Отец прошел войну до конца, сражался на Финляндском фронте, участвовал в Гражданской. Вернулся только в 1920 году. Боевые товарищи-односельчане рассказывали потом нашей матери о его смекалке, мужестве. Но отец не думал о славе. Война закончилась, и у него, наконец, появилась возможность помочь младшим братьям (сестра умерла). Устроился батраком у зажиточных крестьян Каргиновых, где и встретил свою будущую жену Еву. Молодой, сильный, порядочный, он пришелся по душе родителям матери. Они увидели в нем достойного зятя и выдали за него свою дочь. Началась семейная жизнь...
Где найти слова, как в нескольких строках выразить, через какие испытания прошлось пройти братьям Хадаевым, чтобы обустроиться нормально по тем временам? Читатель поймет без слов. Отец был уверен, что обязан заменить братьям родителей, и брал на себя всю тяжесть и ответственность. Построили дома, обзавелись семьями все. То ли из-за нищеты и нужды в детстве, то ли от природы, но отец старался создавать достаток в доме, успевал помогать всем родным и близким.
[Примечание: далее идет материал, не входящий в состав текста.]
// lib.rs — Shared control-network protocol (frames, addresses, control payloads)

use chrono::{DateTime, Utc};
use serde::{Deserialize, Serialize};
use std::fmt;
use std::str::FromStr;
use thiserror::Error;
use uuid::Uuid;

// =============================== Common =====================================

pub type Timestamp = DateTime<Utc>;

pub const PROTOCOL_VERSION: u16 = 1;

/// Marker appended to the rendered command text by the interception layer.
pub const TAMPER_MARK: &str = "[MITM modified]";

#[derive(Error, Debug)]
pub enum ProtocolError {
    #[error("bad node address {0:?}")]
    BadAddress(String),
    #[error("no numeric magnitude in command text {0:?}")]
    BadMagnitude(String),
}

// ============================== Addressing ==================================

/// MAC-style node address on the shared medium.
#[derive(Debug, Clone, Copy, PartialEq, Eq, Hash, Serialize, Deserialize)]
pub struct NodeAddress(pub [u8; 6]);

pub const CONTROLLER_ADDR: NodeAddress = NodeAddress([0, 0, 0, 0, 0, 0x02]);
pub const DER_ADDR: NodeAddress = NodeAddress([0, 0, 0, 0, 0, 0x04]);
pub const LOAD_ADDR: NodeAddress = NodeAddress([0, 0, 0, 0, 0, 0x05]);
pub const ATTACKER_ADDR: NodeAddress = NodeAddress([0, 0, 0, 0, 0xAA, 0xAA]);

impl fmt::Display for NodeAddress {
    fn fmt(&self, f: &mut fmt::Formatter<'_>) -> fmt::Result {
        let b = self.0;
        write!(
            f,
            "{:02x}:{:02x}:{:02x}:{:02x}:{:02x}:{:02x}",
            b[0], b[1], b[2], b[3], b[4], b[5]
        )
    }
}

impl FromStr for NodeAddress {
    type Err = ProtocolError;

    fn from_str(s: &str) -> Result<Self, Self::Err> {
        let mut bytes = [0u8; 6];
        let mut parts = 0;
        for (i, part) in s.split(':').enumerate() {
            if i >= 6 {
                return Err(ProtocolError::BadAddress(s.to_string()));
            }
            bytes[i] = u8::from_str_radix(part, 16)
                .map_err(|_| ProtocolError::BadAddress(s.to_string()))?;
            parts += 1;
        }
        if parts != 6 {
            return Err(ProtocolError::BadAddress(s.to_string()));
        }
        Ok(NodeAddress(bytes))
    }
}

// ============================ Control payloads ==============================

#[derive(Debug, Clone, Copy, PartialEq, Eq, Serialize, Deserialize)]
#[serde(rename_all = "snake_case")]
pub enum Directive {
    Increase,
    Decrease,
}

impl fmt::Display for Directive {
    fn fmt(&self, f: &mut fmt::Formatter<'_>) -> fmt::Result {
        match self {
            Directive::Increase => write!(f, "Increase"),
            Directive::Decrease => write!(f, "Decrease"),
        }
    }
}

/// Commands travel with centi-unit resolution so the rendered text and the
/// numeric magnitude round-trip exactly.
fn round_centi(v: f64) -> f64 {
    (v * 100.0).round() / 100.0
}

/// One feedback-control command. The human-readable text is a pure rendering
/// of the structured fields, never stored state.
#[derive(Debug, Clone, PartialEq, Serialize, Deserialize)]
pub struct ControlMessage {
    pub seq: u64,
    pub sent_at: Timestamp,
    pub directive: Directive,
    pub magnitude: f64,
    pub tampered: bool,
}

impl ControlMessage {
    pub fn new(seq: u64, directive: Directive, magnitude: f64) -> Self {
        Self {
            seq,
            sent_at: Utc::now(),
            directive,
            magnitude: round_centi(magnitude),
            tampered: false,
        }
    }

    /// Copy of this message with the magnitude shifted by `offset` and the
    /// tamper mark set. Same seq and timestamp: the wire sees a plausible
    /// original, not a new command.
    pub fn tampered_by(&self, offset: f64) -> Self {
        Self {
            magnitude: round_centi(self.magnitude + offset),
            tampered: true,
            ..self.clone()
        }
    }

    /// e.g. `"Increase DER output by 3.08"`, plus the tamper mark when set.
    pub fn command_text(&self) -> String {
        let base = format!("{} DER output by {}", self.directive, self.magnitude);
        if self.tampered {
            format!("{base} {TAMPER_MARK}")
        } else {
            base
        }
    }
}

/// Recover the numeric magnitude from a rendered command text (the trailing
/// numeric token, ignoring a tamper mark).
pub fn parse_magnitude(text: &str) -> Result<f64, ProtocolError> {
    let body = text.trim_end().trim_end_matches(TAMPER_MARK).trim_end();
    body.split_whitespace()
        .last()
        .and_then(|tok| tok.parse::<f64>().ok())
        .ok_or_else(|| ProtocolError::BadMagnitude(text.to_string()))
}

/// Endpoint acknowledgment. Endpoints do not interpret commands; they only
/// mirror the sequence number of whatever payload they received.
#[derive(Debug, Clone, PartialEq, Serialize, Deserialize)]
pub struct AckMessage {
    pub acked_seq: Option<u64>,
    pub sent_at: Timestamp,
}

impl AckMessage {
    pub fn echoing(acked_seq: Option<u64>) -> Self {
        Self {
            acked_seq,
            sent_at: Utc::now(),
        }
    }
}

// ================================ Frames ====================================

#[derive(Debug, Clone, Copy, PartialEq, Eq, Serialize, Deserialize)]
#[serde(rename_all = "snake_case")]
pub enum FrameKind {
    Control,
    Ack,
    Junk,
}

#[derive(Debug, Clone, PartialEq, Serialize, Deserialize)]
pub struct FrameHeader {
    pub frame_id: String,
    pub src: NodeAddress,
    pub dst: NodeAddress,
    pub kind: FrameKind,
    pub protocol_version: u16,
}

#[derive(Debug, Clone, PartialEq, Serialize, Deserialize)]
#[serde(tag = "kind", content = "data", rename_all = "snake_case")]
pub enum FramePayload {
    Control(ControlMessage),
    Ack(AckMessage),
    Junk(String),
}

impl FramePayload {
    pub fn seq(&self) -> Option<u64> {
        match self {
            FramePayload::Control(m) => Some(m.seq),
            _ => None,
        }
    }

    fn kind(&self) -> FrameKind {
        match self {
            FramePayload::Control(_) => FrameKind::Control,
            FramePayload::Ack(_) => FrameKind::Ack,
            FramePayload::Junk(_) => FrameKind::Junk,
        }
    }
}

/// Minimal addressed unit on the simulated medium. Immutable once sent:
/// forwarding hops pass it through as-is or replace it with a newly built
/// frame, never mutate a shared copy.
#[derive(Debug, Clone, PartialEq, Serialize, Deserialize)]
pub struct Frame {
    pub header: FrameHeader,
    pub payload: FramePayload,
}

impl Frame {
    pub fn new(src: NodeAddress, dst: NodeAddress, payload: FramePayload) -> Self {
        Self {
            header: FrameHeader {
                frame_id: Uuid::new_v4().to_string(),
                src,
                dst,
                kind: payload.kind(),
                protocol_version: PROTOCOL_VERSION,
            },
            payload,
        }
    }

    pub fn control(src: NodeAddress, dst: NodeAddress, msg: ControlMessage) -> Self {
        Self::new(src, dst, FramePayload::Control(msg))
    }

    pub fn ack(src: NodeAddress, dst: NodeAddress, ack: AckMessage) -> Self {
        Self::new(src, dst, FramePayload::Ack(ack))
    }

    pub fn junk(src: NodeAddress, dst: NodeAddress, note: impl Into<String>) -> Self {
        Self::new(src, dst, FramePayload::Junk(note.into()))
    }
}

// ================================ Tests =====================================
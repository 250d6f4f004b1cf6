//thiserror-based error types
use thiserror::Error;

#[derive(Error, Debug)]
pub enum SimError {
    #[error("IO: {0}")]
    Io(#[from] std::io::Error),
    #[error("channel closed: {0}")]
    ChannelClosed(&'static str),
}
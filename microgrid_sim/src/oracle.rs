// src/oracle.rs — external measurement/actuation oracle
//
// The physical-system model lives outside the simulation and answers a
// newline-delimited request/reply protocol: `GET_POWER` returns a decimal
// load value, `SET_DER_OUTPUT <magnitude>` returns an ack string whose
// content is ignored. The controller only ever sees the capability trait.

use async_trait::async_trait;
use thiserror::Error;
use tokio::io::{AsyncBufReadExt, AsyncWriteExt, BufReader};
use tokio::net::TcpStream;
use tokio::time::{self, Duration};

#[cfg(test)]
use mockall::automock;

#[derive(Error, Debug)]
pub enum OracleError {
    #[error("oracle I/O: {0}")]
    Io(#[from] std::io::Error),
    #[error("oracle request timed out")]
    Timeout,
    #[error("unparsable oracle reply {0:?}")]
    BadReply(String),
    #[error("oracle closed the connection")]
    Disconnected,
}

#[cfg_attr(test, automock)]
#[async_trait]
pub trait PowerOracle: Send + Sync {
    /// Measured load, in MW.
    async fn get_power(&self) -> Result<f64, OracleError>;
    /// Push the new DER setpoint magnitude to the physical model.
    async fn set_der_output(&self, magnitude: f64) -> Result<(), OracleError>;
}

pub struct RemoteOracle {
    addr: String,
    timeout: Duration,
}

impl RemoteOracle {
    pub fn new(addr: impl Into<String>, timeout: Duration) -> Self {
        Self {
            addr: addr.into(),
            timeout,
        }
    }

    /// One request, one reply line, bounded by the configured timeout.
    async fn round_trip(&self, request: &str) -> Result<String, OracleError> {
        let io = async {
            let stream = TcpStream::connect(&self.addr).await?;
            let (read_half, mut write_half) = stream.into_split();
            write_half.write_all(request.as_bytes()).await?;
            write_half.write_all(b"\n").await?;

            let mut reader = BufReader::new(read_half);
            let mut line = String::new();
            let n = reader.read_line(&mut line).await?;
            if n == 0 {
                return Err(OracleError::Disconnected);
            }
            Ok(line.trim().to_string())
        };
        time::timeout(self.timeout, io)
            .await
            .map_err(|_| OracleError::Timeout)?
    }
}

#[async_trait]
impl PowerOracle for RemoteOracle {
    async fn get_power(&self) -> Result<f64, OracleError> {
        let reply = self.round_trip("GET_POWER").await?;
        reply
            .parse::<f64>()
            .map_err(|_| OracleError::BadReply(reply))
    }

    async fn set_der_output(&self, magnitude: f64) -> Result<(), OracleError> {
        // ack content is unspecified; only its arrival matters
        let _ = self
            .round_trip(&format!("SET_DER_OUTPUT {magnitude}"))
            .await?;
        Ok(())
    }
}

// ================================ Tests =====================================
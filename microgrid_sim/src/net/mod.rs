// src/net/mod.rs
pub mod fabric;
pub mod mitm;

use grid_protocol::Frame;

/// One directional path on the simulated medium. mpsc preserves FIFO per
/// path, which is the ordering guarantee the fabric promises.
pub type Port = tokio::sync::mpsc::Sender<Frame>;
// src/attacker.rs — adversarial traffic generator
//
// Purely generative: on a fixed period, dump a burst of junk frames straight
// onto the fabric to contend for forwarding capacity. No receive side.

use crate::config::Config;
use crate::net::Port;
use grid_protocol::{ATTACKER_ADDR, CONTROLLER_ADDR, Frame};
use tokio::task::JoinHandle;
use tokio::time::{self, MissedTickBehavior};
use tracing::info;

pub fn spawn(cfg: &Config, fabric_in: Port) -> JoinHandle<()> {
    let burst = cfg.burst_size;
    let interval = cfg.attack_interval();

    tokio::spawn(async move {
        let mut ticker = time::interval(interval);
        ticker.set_missed_tick_behavior(MissedTickBehavior::Delay);

        // prime: first burst lands one full interval in
        ticker.tick().await;

        loop {
            ticker.tick().await;
            info!(burst, "attacker: launching flood burst");
            for _ in 0..burst {
                let tag: u32 = rand::random();
                let frame = Frame::junk(ATTACKER_ADDR, CONTROLLER_ADDR, format!("flood-{tag:08x}"));
                if fabric_in.send(frame).await.is_err() {
                    return;
                }
            }
        }
    })
}

// ================================ Tests =====================================
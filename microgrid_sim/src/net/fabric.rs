// src/net/fabric.rs — address-table-driven switch
//
// Strictly static forwarding: destination hit goes out the mapped egress
// unchanged, miss is dropped and reported. No learning, no flooding.

use super::Port;
use crate::errors::SimError;
use crate::signals::{SignalHub, SignalKind};
use grid_protocol::{CONTROLLER_ADDR, DER_ADDR, Frame, LOAD_ADDR, NodeAddress};
use std::collections::HashMap;
use tokio::sync::mpsc;
use tracing::{debug, warn};

/// Destination-to-egress mapping, fixed at initialization.
#[derive(Debug, Clone)]
pub struct AddressTable {
    map: HashMap<NodeAddress, usize>,
}

impl AddressTable {
    pub fn new(entries: impl IntoIterator<Item = (NodeAddress, usize)>) -> Self {
        Self {
            map: entries.into_iter().collect(),
        }
    }

    /// The fixed network design: controller on egress 0, DER on 1, load on 2.
    pub fn standard() -> Self {
        Self::new([(CONTROLLER_ADDR, 0), (DER_ADDR, 1), (LOAD_ADDR, 2)])
    }

    pub fn lookup(&self, dst: &NodeAddress) -> Option<usize> {
        self.map.get(dst).copied()
    }
}

pub struct Switch {
    table: AddressTable,
    egress: Vec<Port>,
    rx: mpsc::Receiver<Frame>,
    hub: SignalHub,
}

impl Switch {
    pub fn new(
        table: AddressTable,
        egress: Vec<Port>,
        rx: mpsc::Receiver<Frame>,
        hub: SignalHub,
    ) -> Self {
        Self {
            table,
            egress,
            rx,
            hub,
        }
    }

    /// Forward one frame, or drop it on a table miss.
    pub async fn route(&self, frame: Frame) -> Result<(), SimError> {
        match self.table.lookup(&frame.header.dst) {
            Some(idx) => {
                debug!(
                    egress = idx,
                    frame = %serde_json::to_string(&frame).unwrap_or_default(),
                    "switch: forwarding"
                );
                self.egress[idx]
                    .send(frame)
                    .await
                    .map_err(|_| SimError::ChannelClosed("switch egress"))
            }
            None => {
                warn!(dst = %frame.header.dst, kind = ?frame.header.kind, "switch: unknown destination, dropping");
                self.hub.emit(SignalKind::ForwardingMiss, 1.0).await;
                Ok(())
            }
        }
    }

    pub async fn run(mut self) {
        while let Some(frame) = self.rx.recv().await {
            if let Err(e) = self.route(frame).await {
                warn!(%e, "switch: forwarding stopped");
                break;
            }
        }
    }
}

// ================================ Tests =====================================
Чему только ни научился: строить дома, столярничать, мастерить из дерева замечательные вещи, начиная со всей необходимой домашней утвари и заканчивая рабочим инвентарем! Он был мастером резьбы по дереву: изящная посуда, большие бочки, станки для обработки шерсти, шкур, даже кровати, огромный диван из цельного дерева, на котором мы все выросли… И все это – вручную...
Когда я приезжаю в родительский дом, мой взор невольно останавливается на диване-кровати и я представляю огромное дерево, сваленное отцом, молча смотрю на огромные камни в стенах дома. И это тоже все – его руками, без техники.
Много вещей отец дарил на память, увозили их также на выставку в Москву. За мастерство и отличную работу он был награжден поездкой на ВДНХ. Дело спорилось в его руках. Что бы он ни делал – себе, колхозу, землякам, все получалось безукоризненно. Любо было смотреть, с каким старанием вел он свое хозяйство, на выращенные богатые урожаи, на цветущий сад, на ухоженную усадьбу...
Жизнь наладилась, старшие дети пошли в школу. Только трудись и радуйся... Но началась Великая Отечественная война... Ушли на фронт и четыре сына Дзардага Хадаева: Гаде (Иван), Слангерий, Хуасдзау, Беза. Отцу в то время было 45 лет. Он не был призван, однако ушел добровольцем, по-другому не смог бы. Провожали его жена и шестеро детей...
Надо ли рассказывать о том, как жили в тылу в суровых условиях гор? В селах оставались только старики, женщины и дети. Жили лишь одной надеждой получить добрую весточку с фронта. Но стали приходить похоронки. От отца тоже пришла, только мы ее не получили...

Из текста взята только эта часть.